▼▼▼

//! Time source for created/updated timestamps.

use std::sync::Arc;

use chrono::{DateTime, Utc};
use parking_lot::Mutex;

pub trait Clock: Send + Sync {
    fn now(&self) -> DateTime<Utc>;
}

/// Wall clock, UTC.
#[derive(Debug, Default, Clone, Copy)]
pub struct SystemClock;

impl Clock for SystemClock {
    fn now(&self) -> DateTime<Utc> {
        Utc::now()
    }
}

/// Clock that starts at a fixed instant and moves forward by `step` on
/// every reading. Deterministic timestamps for tests and tooling.
#[derive(Debug, Clone)]
pub struct SteppingClock {
    next: Arc<Mutex<DateTime<Utc>>>,
    step: chrono::Duration,
}

impl SteppingClock {
    pub fn new(start: DateTime<Utc>, step: chrono::Duration) -> Self {
        Self {
            next: Arc::new(Mutex::new(start)),
            step,
        }
    }
}

impl Clock for SteppingClock {
    fn now(&self) -> DateTime<Utc> {
        let mut next = self.next.lock();
        let now = *next;
        *next = now + self.step;
        now
    }
}

#[cfg(test)]
mod tests {
    use super::*;

    #[test]
    fn test_stepping_clock_advances() {
        let start = DateTime::<Utc>::UNIX_EPOCH;
        let clock = SteppingClock::new(start, chrono::Duration::seconds(1));
        let shared = clock.clone();
        assert_eq!(clock.now(), start);
        assert_eq!(shared.now(), start + chrono::Duration::seconds(1));
        assert_eq!(clock.now(), start + chrono::Duration::seconds(2));
    }

    #[test]
    fn test_system_clock_is_utc() {
        let before = Utc::now();
        assert!(SystemClock.now() >= before);
    }
}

▲▲▲

Task details> Please restate, word for word, the lines of the entries that run from the first line through the one holding "assert_eq!(clock.now(), start +", and add nothing.

Solution>
//! Time source for created/updated timestamps.

use std::sync::Arc;

use chrono::{DateTime, Utc};
use parking_lot::Mutex;

pub trait Clock: Send + Sync {
    fn now(&self) -> DateTime<Utc>;
}

/// Wall clock, UTC.
#[derive(Debug, Default, Clone, Copy)]
pub struct SystemClock;

impl Clock for SystemClock {
    fn now(&self) -> DateTime<Utc> {
        Utc::now()
    }
}

/// Clock that starts at a fixed instant and moves forward by `step` on
/// every reading. Deterministic timestamps for tests and tooling.
#[derive(Debug, Clone)]
pub struct SteppingClock {
    next: Arc<Mutex<DateTime<Utc>>>,
    step: chrono::Duration,
}

impl SteppingClock {
    pub fn new(start: DateTime<Utc>, step: chrono::Duration) -> Self {
        Self {
            next: Arc::new(Mutex::new(start)),
            step,
        }
    }
}

impl Clock for SteppingClock {
    fn now(&self) -> DateTime<Utc> {
        let mut next = self.next.lock();
        let now = *next;
        *next = now + self.step;
        now
    }
}

#[cfg(test)]
mod tests {
    use super::*;

    #[test]
    fn test_stepping_clock_advances() {
        let start = DateTime::<Utc>::UNIX_EPOCH;
        let clock = SteppingClock::new(start, chrono::Duration::seconds(1));
        let shared = clock.clone();
        assert_eq!(clock.now(), start);
        assert_eq!(shared.now(), start + chrono::Duration::seconds(1));
        assert_eq!(clock.now(), start + chrono::Duration::seconds(2));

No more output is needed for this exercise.